Aim of the task
If a line below contains the word "PhantomData", count it. Please give the total and nothing else.

(Saved data entries)
##########

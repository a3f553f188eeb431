#![no_std]

/*!
Low-level implementation of argument handling. Takes care of distinctions
between flags, options, and positionals, and of expanding stacked short flags
like `-abc`. No type handling happens here, and the tokenizer never decides
on its own whether a flag takes a value; that knowledge belongs to whoever
implements [`Visitor`]. Usually this is too low level to use directly.
*/

mod arg;

use ::core::marker::PhantomData;

pub use arg::Arg;

/**
The [`ArgumentsParser`] type operates by passing arguments it finds into a
[`Visitor`], to be handled.
 */
pub trait Visitor<'arg> {
    type Value;

    /// A non-flag argument. Whether it's a path segment or a positional
    /// argument is up to the visitor.
    fn visit_positional(self, argument: &'arg Arg) -> Self::Value;

    /// A long option that definitely has an argument, because it was given
    /// as `--option=argument`
    fn visit_long_option(self, option: &'arg Arg, argument: &'arg Arg) -> Self::Value;

    /// A long option or flag, such as `--option`
    fn visit_long(self, option: &'arg Arg, arg: impl ArgAccess<'arg>) -> Self::Value;

    /// A short option or flag, such as `-o`. Each character of a stacked
    /// `-abc` is visited separately.
    fn visit_short(self, option: u8, arg: impl ArgAccess<'arg>) -> Self::Value;

    /// A short flag token containing non-ASCII text, such as `-é`. It's
    /// visited whole, without the leading dash, and never takes a value.
    fn visit_non_ascii_short(self, flags: &'arg Arg) -> Self::Value;
}

/**
[`ArgAccess`] allows a visitor to decide if a given parameter needs an argument,
based on the identity of the flag or option.

Consider `--foo bar`. Is this a pair of parameters (the flag `--foo` and the
positional parameter `bar`) or a single option `--foo bar` that takes an
argument? The [`ArgumentsParser`] can't independently classify a given
argument, so instead, a visitor can request an argument via this trait only for
options that need them.

Stacked short flags are stricter than most parsers: in `-abc`, only `c` may
take a value, and that value is always the *next* command line argument. The
[`ArgAccess`] handed to `a` and `b` never yields anything.
*/
pub trait ArgAccess<'arg>: Sized {
    /**
    Get an argument from the parser. This should only be called by options that
    need it; flags should simply ignore it, to ensure that the next command
    line argument can correctly be parsed independently.

    This returns [`None`] if all of the CLI arguments have been exhausted, if
    the option is in the middle of a stack of short flags, or if there are
    known to only be positional parameters remaining (because a raw `--` was
    parsed at some point).
    */
    fn take(self) -> Option<&'arg Arg>;
}

#[derive(Debug, Clone)]
enum State<'arg> {
    Ready,
    PositionalOnly,
    /// The rest of a `-abc` stack; never empty
    StackInProgress(&'arg [u8]),
}

/**
An `ArgumentsParser` is the main entry point into `argtree_parser`. It parses
arguments in each call to `next_arg`, sending those arguments to the given
[`Visitor`]. It handles distinguishing flags, options, and positionals; logic
related to how flags get their argument values, and the `--` separator.

Arguments are consumed as they're parsed: a value taken through
[`ArgAccess::take`] is removed from the stream and will never be visited
on its own.

[argtree-parser][crate] operates entirely on borrowed data. The ubiquitous
`'arg` lifetime refers to this borrowed command line data.
*/
#[derive(Debug, Clone)]
pub struct ArgumentsParser<'arg, I> {
    state: State<'arg>,
    args: I,
}

impl<'arg, I> ArgumentsParser<'arg, I>
where
    I: Iterator<Item = &'arg [u8]>,
{
    /**
    Create a new [`ArgumentsParser`] from an iterator of byte slices, where
    each byte slice is a single argument received from the command line. This
    list should *exclude* the name of the program, which is commonly passed as
    the first argument in the list.
     */
    #[inline]
    #[must_use]
    pub fn new(args: impl IntoIterator<IntoIter = I>) -> Self {
        Self {
            state: State::Ready,
            args: args.into_iter(),
        }
    }

    /// True once a raw `--` has been seen; every remaining argument will be
    /// visited as a positional.
    #[inline]
    #[must_use]
    pub fn positional_only(&self) -> bool {
        matches!(self.state, State::PositionalOnly)
    }

    /// Put `self` into a `PositionalOnly` state, then process a positional
    /// argument
    #[inline]
    fn positional_only_arg<V>(&mut self, visitor: V) -> Option<V::Value>
    where
        V: Visitor<'arg>,
    {
        debug_assert!(!matches!(self.state, State::StackInProgress(_)));

        self.state = State::PositionalOnly;
        self.args
            .next()
            .map(Arg::new)
            .map(|arg| visitor.visit_positional(arg))
    }

    /// Put `self` into a `Ready` state, then return a StandardArgAccess
    #[inline]
    fn standard_arg(&mut self) -> StandardArgAccess<'_, 'arg, I> {
        debug_assert!(!matches!(self.state, State::PositionalOnly));

        self.state = State::Ready;
        StandardArgAccess { parent: self }
    }

    /// Handle one character of a `-abc` short flag stack. The last character
    /// is the only one allowed to take the next argument; everything before
    /// it gets an access that never yields a value.
    #[inline]
    fn handle_short<V>(&mut self, option: u8, rest: &'arg [u8], visitor: V) -> V::Value
    where
        V: Visitor<'arg>,
    {
        match rest {
            [] => visitor.visit_short(option, self.standard_arg()),
            rest => {
                self.state = State::StackInProgress(rest);
                visitor.visit_short(
                    option,
                    StackedArgAccess {
                        phantom: PhantomData,
                    },
                )
            }
        }
    }

    pub fn next_arg<V>(&mut self, visitor: V) -> Option<V::Value>
    where
        V: Visitor<'arg>,
    {
        match self.state {
            State::Ready => match self.args.next()? {
                b"--" => self.positional_only_arg(visitor),
                argument => Some(match argument {
                    [b'-', b'-', option @ ..] => {
                        let option = Arg::new(option);

                        match option.split_value() {
                            Some((option, argument)) => visitor.visit_long_option(option, argument),
                            None => visitor.visit_long(option, self.standard_arg()),
                        }
                    }
                    [b'-', flags @ ..] if !flags.is_ascii() => {
                        visitor.visit_non_ascii_short(Arg::new(flags))
                    }
                    [b'-', option, rest @ ..] => self.handle_short(*option, rest, visitor),
                    positional => visitor.visit_positional(Arg::new(positional)),
                }),
            },
            State::PositionalOnly => self.positional_only_arg(visitor),
            State::StackInProgress(stack) => match stack {
                [option, rest @ ..] => Some(self.handle_short(*option, rest, visitor)),
                [] => {
                    self.state = State::Ready;
                    self.next_arg(visitor)
                }
            },
        }
    }
}

/// ArgAccess implementation that gets the next argument from the list.
/// Handles logic around `--` PositionalOnly parameters.
struct StandardArgAccess<'a, 'arg, I> {
    parent: &'a mut ArgumentsParser<'arg, I>,
}

impl<'arg, I> ArgAccess<'arg> for StandardArgAccess<'_, 'arg, I>
where
    I: Iterator<Item = &'arg [u8]>,
{
    fn take(self) -> Option<&'arg Arg> {
        match self.parent.args.next()? {
            b"--" if !matches!(self.parent.state, State::PositionalOnly) => {
                self.parent.state = State::PositionalOnly;
                None
            }
            arg => Some(Arg::new(arg)),
        }
    }
}

/// ArgAccess implementation for a short flag that isn't the last one in its
/// stack. It can't take a value: `-ab 5` gives `5` to `b`, never to `a`.
struct StackedArgAccess<'arg> {
    phantom: PhantomData<&'arg Arg>,
}

impl<'arg> ArgAccess<'arg> for StackedArgAccess<'arg> {
    #[inline(always)]
    fn take(self) -> Option<&'arg Arg> {
        None
    }
}
/*!
The two error taxonomies of [`argtree`][crate].

[`DeclarationError`]s happen while a [`Cli`][crate::Cli] is being built from
its declarations. They mean the program itself is wrong, and they abort the
build entirely.

[`ArgumentError`]s happen while handling a command line. They're the user's
fault, and they're always collected into an [`ArgumentErrors`] block so that
every problem with an invocation is reported at once.
 */

use std::{fmt, io};

use indent_write::fmt::IndentWriter;
use thiserror::Error;

/// Something is wrong with the declared entry points or option sets.
#[derive(Debug, Clone, PartialEq, Eq, Error)]
#[non_exhaustive]
pub enum DeclarationError {
    /// A path segment doesn't follow the segment grammar, or is reserved
    #[error("name {segment:?} cannot be used as a path segment (in {path:?})")]
    InvalidSegment { path: String, segment: String },

    /// A path runs through a node that's already an entry point
    #[error("path {prefix:?} has a declared entry point, it cannot have sub-paths (declaring {path:?})")]
    ExtendsEntryPoint { path: String, prefix: String },

    /// Two entry points were declared at the same path
    #[error("path {0:?} already has an entry point")]
    DuplicateEntryPoint(String),

    /// An entry point was declared at a path that's already a prefix of
    /// another entry point
    #[error("path {0:?} already has sub-paths, it cannot be an entry point")]
    HasSubPaths(String),

    /// The root entry point was combined with other entry points
    #[error("the root entry point cannot coexist with other entry points (declaring {0:?})")]
    RootConflict(String),

    /// Nothing was declared at all
    #[error("no entry points were declared")]
    NoEntryPoints,

    /// An option's long name doesn't follow the `--name` grammar, or is
    /// reserved
    #[error("{name:?} in option set {set:?} cannot be used as an option name")]
    InvalidOptionName { set: String, name: String },

    /// An option's short alias isn't a single letter
    #[error("{name:?} in option set {set:?} cannot be used as a short alias")]
    InvalidShortAlias { set: String, name: String },

    /// Two options in one (flattened) option set claim the same name
    #[error("name {name:?} is declared more than once in option set {set:?}")]
    DuplicateOption { set: String, name: String },

    /// The same flag name takes a value in one option set and is a boolean
    /// flag in another
    #[error(
        "option {name:?} was defined in two option sets, only one taking an argument \
        (second occurrence in {set:?})"
    )]
    ArityConflict { set: String, name: String },

    /// An entry point or option set refers to an option set that was never
    /// declared
    #[error("option set {0:?} is not declared")]
    UnknownOptionSet(String),

    /// Two option sets share a name
    #[error("option set {0:?} is declared more than once")]
    DuplicateOptionSet(String),

    /// An option set includes itself, directly or through other sets
    #[error("option set {0:?} includes itself")]
    RecursiveOptionSet(String),

    /// Two arguments of one entry point share a name
    #[error("argument {argument:?} of {path:?} is declared more than once")]
    DuplicateArgument { path: String, argument: String },

    /// A required argument follows an argument with a default
    #[error(
        "argument {argument:?} of {path:?} must have a default value, \
        because a previous argument has one"
    )]
    DefaultNotTrailing { path: String, argument: String },

    /// A default value literal doesn't coerce to its declared type
    #[error("invalid default value for {name} in {owner:?}: {message}")]
    InvalidDefault {
        owner: String,
        name: String,
        message: String,
    },
}

/// One problem with a command line. These are collected into
/// [`ArgumentErrors`] rather than returned one at a time.
#[derive(Debug, Clone, PartialEq, Eq, Error)]
#[non_exhaustive]
pub enum ArgumentError {
    /// A non-flag token didn't match any command at its position
    #[error("Unknown usage - {token}")]
    UnknownPath { token: String },

    /// The arguments stopped at a branch rather than at an entry point
    #[error("Missing command, expected one of {expected}")]
    IncompletePath { expected: String },

    /// A value-taking option had no value, either because the arguments ran
    /// out or because it wasn't last in a `-abc` stack
    #[error("Option {0} requires a value")]
    MissingValue(String),

    /// A boolean flag was given a value with `--flag=value`
    #[error("Option {0} does not take a value")]
    UnexpectedValue(String),

    /// A required positional argument was absent
    #[error("Missing argument for <{0}>")]
    MissingArgument(String),

    /// More positional arguments than the entry point declares
    #[error("Too many arguments given")]
    TooManyArguments,

    #[error("Expected integer value for <{name}>, got '{token}'")]
    ExpectedInteger { name: String, token: String },

    #[error("Expected double value for <{name}>, got '{token}'")]
    ExpectedFloat { name: String, token: String },

    #[error("Expected boolean value for <{name}>, got '{token}'")]
    ExpectedBoolean { name: String, token: String },

    /// The member list is already pipe-joined
    #[error("Expected one of {members} for <{name}>, got '{token}'")]
    ExpectedMember {
        name: String,
        token: String,
        members: String,
    },

    #[error("Cannot resolve path {token}: {message}")]
    UnresolvablePath { token: String, message: String },

    /// A flag that the entry point's option set doesn't know
    #[error("Unknown option: {0}")]
    UnknownOption(String),

    /// Options were given to an entry point that takes none
    #[error("Unexpected options: {}", .0.join(", "))]
    UnexpectedOptions(Vec<String>),
}

/**
Every [`ArgumentError`] found in one invocation, along with the usage string
that should be shown alongside them.

```text
Invalid arguments:
  Missing argument for <name>
Usage: prog build <name> [count]
```
*/
#[derive(Debug, Clone, PartialEq, Eq)]
pub struct ArgumentErrors {
    errors: Vec<ArgumentError>,
    usage: String,
}

impl ArgumentErrors {
    pub fn new(errors: Vec<ArgumentError>, usage: impl Into<String>) -> Self {
        Self {
            errors,
            usage: usage.into(),
        }
    }

    #[inline]
    #[must_use]
    pub fn errors(&self) -> &[ArgumentError] {
        &self.errors
    }

    #[inline]
    #[must_use]
    pub fn usage(&self) -> &str {
        &self.usage
    }

    /// Print the whole block, usage included
    pub fn write_to(&self, out: &mut impl io::Write) -> io::Result<()> {
        writeln!(out, "{self}")
    }
}

impl fmt::Display for ArgumentErrors {
    fn fmt(&self, f: &mut fmt::Formatter<'_>) -> fmt::Result {
        use fmt::Write as _;

        writeln!(f, "Invalid arguments:")?;

        {
            let mut out = IndentWriter::new("  ", &mut *f);
            self.errors
                .iter()
                .try_for_each(|error| writeln!(out, "{error}"))?;
        }

        write!(f, "{}", self.usage)
    }
}

impl std::error::Error for ArgumentErrors {}

/// A handler asked an [`Invocation`][crate::Invocation] or
/// [`Options`][crate::Options] for something it doesn't have. This is a
/// mistake in the handler, not in the command line.
#[derive(Debug, Clone, PartialEq, Eq, Error)]
#[non_exhaustive]
pub enum AccessError {
    #[error("no argument or option named {0:?}")]
    Unknown(String),

    #[error("{0:?} has no value")]
    Absent(String),

    #[error("{name:?} holds {found}, not {expected}")]
    WrongType {
        name: String,
        expected: &'static str,
        found: String,
    },
}

#[cfg(test)]
mod tests {
    use super::*;

    #[test]
    fn argument_errors_list_every_message_then_usage() {
        let errors = ArgumentErrors::new(
            vec![
                ArgumentError::MissingArgument("name".to_owned()),
                ArgumentError::UnknownOption("--nope".to_owned()),
            ],
            "Usage: prog build <name> [count]",
        );

        assert_eq!(
            errors.to_string(),
            "Invalid arguments:\n  Missing argument for <name>\n  Unknown option: --nope\n\
            Usage: prog build <name> [count]"
        );
    }

    #[test]
    fn unexpected_options_are_comma_joined() {
        let error = ArgumentError::UnexpectedOptions(vec!["-v".to_owned(), "--jobs".to_owned()]);
        assert_eq!(error.to_string(), "Unexpected options: -v, --jobs");
    }

    #[test]
    fn coercion_messages_match_user_facing_wording() {
        let error = ArgumentError::ExpectedMember {
            name: "level".to_owned(),
            token: "loud".to_owned(),
            members: "LOW|HIGH".to_owned(),
        };
        assert_eq!(
            error.to_string(),
            "Expected one of LOW|HIGH for <level>, got 'loud'"
        );
    }
}
use std::{
    ffi::{OsStr, OsString},
    path::Path,
};

/// Helper type for loading arguments from the environment. Usually
/// [`Cli::run_env`][crate::Cli::run_env] is all you need.
///
/// This type exists to provide a convenient owned container for args
/// retrieved from [`std::env`], split into the program name and the
/// arguments a [`Cli`][crate::Cli] runs.
#[derive(Debug, Clone, Default)]
pub struct LoadedArguments {
    arguments: Vec<OsString>,
}

impl LoadedArguments {
    pub fn from_env() -> Self {
        Self::new(std::env::args_os())
    }

    /// Load a complete argument list, program name first
    pub fn new(arguments: impl IntoIterator<Item = impl Into<OsString>>) -> Self {
        Self {
            arguments: arguments.into_iter().map(Into::into).collect(),
        }
    }

    #[must_use]
    pub fn argv0(&self) -> Option<&OsStr> {
        self.arguments.first().map(OsString::as_os_str)
    }

    /// The file name of `argv0`, for usage messages
    #[must_use]
    pub fn program_name(&self) -> Option<String> {
        let argv0 = Path::new(self.argv0()?);
        let name = argv0.file_name().unwrap_or(argv0.as_os_str());

        Some(name.to_string_lossy().into_owned())
    }

    /// Every argument after the program name
    #[must_use]
    pub fn arguments(&self) -> &[OsString] {
        self.arguments.get(1..).unwrap_or(&[])
    }
}
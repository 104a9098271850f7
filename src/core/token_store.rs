// src/core/token_store.rs
//! Persisted bearer token shared by the API client and the auth session

use std::fs::OpenOptions;
use std::io::{self, Write};
#[cfg(unix)]
use std::os::unix::fs::{OpenOptionsExt, PermissionsExt};
use std::path::{Path, PathBuf};
use std::sync::Mutex;
use tracing::{debug, info};

pub trait TokenStore: Send + Sync {
    fn load(&self) -> io::Result<Option<String>>;
    fn save(&self, token: &str) -> io::Result<()>;
    fn clear(&self) -> io::Result<()>;
}

/// Token kept in a plain file, one token per file.
pub struct FileTokenStore {
    path: PathBuf,
}

impl FileTokenStore {
    pub fn new(path: impl Into<PathBuf>) -> Self {
        Self { path: path.into() }
    }

    pub fn path(&self) -> &Path {
        &self.path
    }
}

impl TokenStore for FileTokenStore {
    fn load(&self) -> io::Result<Option<String>> {
        match std::fs::read_to_string(&self.path) {
            Ok(content) => {
                let token = content.trim();
                if token.is_empty() {
                    Ok(None)
                } else {
                    Ok(Some(token.to_string()))
                }
            }
            Err(e) if e.kind() == io::ErrorKind::NotFound => Ok(None),
            Err(e) => Err(e),
        }
    }

    fn save(&self, token: &str) -> io::Result<()> {
        if let Some(parent) = self.path.parent() {
            if !parent.as_os_str().is_empty() {
                std::fs::create_dir_all(parent)?;
            }
        }
        let mut options = OpenOptions::new();
        options.write(true).create(true).truncate(true);
        #[cfg(unix)]
        options.mode(0o600);

        let mut file = options.open(&self.path)?;
        // mode() only applies on creation; tighten a file left by an older run
        #[cfg(unix)]
        file.set_permissions(std::fs::Permissions::from_mode(0o600))?;
        file.write_all(token.as_bytes())?;
        info!("Stored token at {}", self.path.display());
        Ok(())
    }

    fn clear(&self) -> io::Result<()> {
        match std::fs::remove_file(&self.path) {
            Ok(()) => {
                debug!("Removed token file {}", self.path.display());
                Ok(())
            }
            Err(e) if e.kind() == io::ErrorKind::NotFound => Ok(()),
            Err(e) => Err(e),
        }
    }
}

/// In-process store, used by tests and embedders that manage persistence themselves.
#[derive(Default)]
pub struct MemoryTokenStore {
    token: Mutex<Option<String>>,
}

impl MemoryTokenStore {
    pub fn with_token(token: &str) -> Self {
        Self {
            token: Mutex::new(Some(token.to_string())),
        }
    }
}

impl TokenStore for MemoryTokenStore {
    fn load(&self) -> io::Result<Option<String>> {
        Ok(self.lock()?.clone())
    }

    fn save(&self, token: &str) -> io::Result<()> {
        *self.lock()? = Some(token.to_string());
        Ok(())
    }

    fn clear(&self) -> io::Result<()> {
        *self.lock()? = None;
        Ok(())
    }
}

impl MemoryTokenStore {
    fn lock(&self) -> io::Result<std::sync::MutexGuard<'_, Option<String>>> {
        self.token
            .lock()
            .map_err(|_| io::Error::new(io::ErrorKind::Other, "token store lock poisoned"))
    }
}

#[cfg(test)]
mod tests {
    use super::*;

    #[test]
    fn test_file_store_round_trip() {
        let dir = tempfile::tempdir().unwrap();
        let store = FileTokenStore::new(dir.path().join("nested").join("token"));

        assert_eq!(store.load().unwrap(), None);
        store.save("abc.def.ghi").unwrap();
        assert_eq!(store.load().unwrap().as_deref(), Some("abc.def.ghi"));
        store.clear().unwrap();
        assert_eq!(store.load().unwrap(), None);
        // clearing twice is fine
        store.clear().unwrap();
    }

    #[cfg(unix)]
    #[test]
    fn test_saved_token_is_private_to_owner() {
        use std::os::unix::fs::PermissionsExt;

        let dir = tempfile::tempdir().unwrap();
        let path = dir.path().join("token");
        std::fs::write(&path, "old").unwrap();
        std::fs::set_permissions(&path, std::fs::Permissions::from_mode(0o644)).unwrap();

        FileTokenStore::new(&path).save("secret.jwt").unwrap();

        let mode = std::fs::metadata(&path).unwrap().permissions().mode();
        assert_eq!(mode & 0o077, 0, "token readable by group/other: {:o}", mode & 0o777);
        assert_eq!(std::fs::read_to_string(&path).unwrap(), "secret.jwt");
    }

    #[test]
    fn test_file_store_ignores_blank_file() {
        let dir = tempfile::tempdir().unwrap();
        let path = dir.path().join("token");
        std::fs::write(&path, "  \n").unwrap();
        assert_eq!(FileTokenStore::new(path).load().unwrap(), None);
    }

    #[test]
    fn test_memory_store() {
        let store = MemoryTokenStore::with_token("t1");
        assert_eq!(store.load().unwrap().as_deref(), Some("t1"));
        store.clear().unwrap();
        assert_eq!(store.load().unwrap(), None);
    }
}
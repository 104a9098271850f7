use anyhow::{Context, Result};
use clap::Parser;
use recruiter_client::cli::{handle_command, Cli};
use recruiter_client::core::ConfigManager;
use recruiter_client::AuthSession;
use std::fs::OpenOptions;

use tracing_subscriber::layer::SubscriberExt;
use tracing_subscriber::util::SubscriberInitExt;
use tracing_subscriber::{fmt, EnvFilter};

fn init_logging(path: &std::path::Path) -> Result<()> {
    let file = OpenOptions::new()
        .create(true)
        .append(true)
        .open(path)
        .with_context(|| format!("Failed to open log file {}", path.display()))?;

    tracing_subscriber::registry()
        .with(
            fmt::layer()
                .json()
                .with_writer(file)
                .with_current_span(false)
                .with_span_list(false),
        )
        .with(EnvFilter::try_from_default_env().unwrap_or_else(|_| EnvFilter::new("info")))
        .try_init()
        .context("Failed to initialize logging")
}

async fn run(cli: Cli) -> Result<()> {
    let config = ConfigManager::load()?.with_cli_overrides(cli.api_url, cli.token_path);
    init_logging(&config.environment.log_path)?;
    config.log_source();

    let client = config.build_client()?;
    let mut session = AuthSession::new(client);

    let mut stdout = std::io::stdout().lock();
    handle_command(cli.command, &mut session, &mut stdout).await
}

#[tokio::main]
async fn main() {
    let cli = Cli::parse();

    if let Err(e) = run(cli).await {
        eprintln!("❌ {:#}", e);
        std::process::exit(1);
    }
}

##########

Exercise answer
3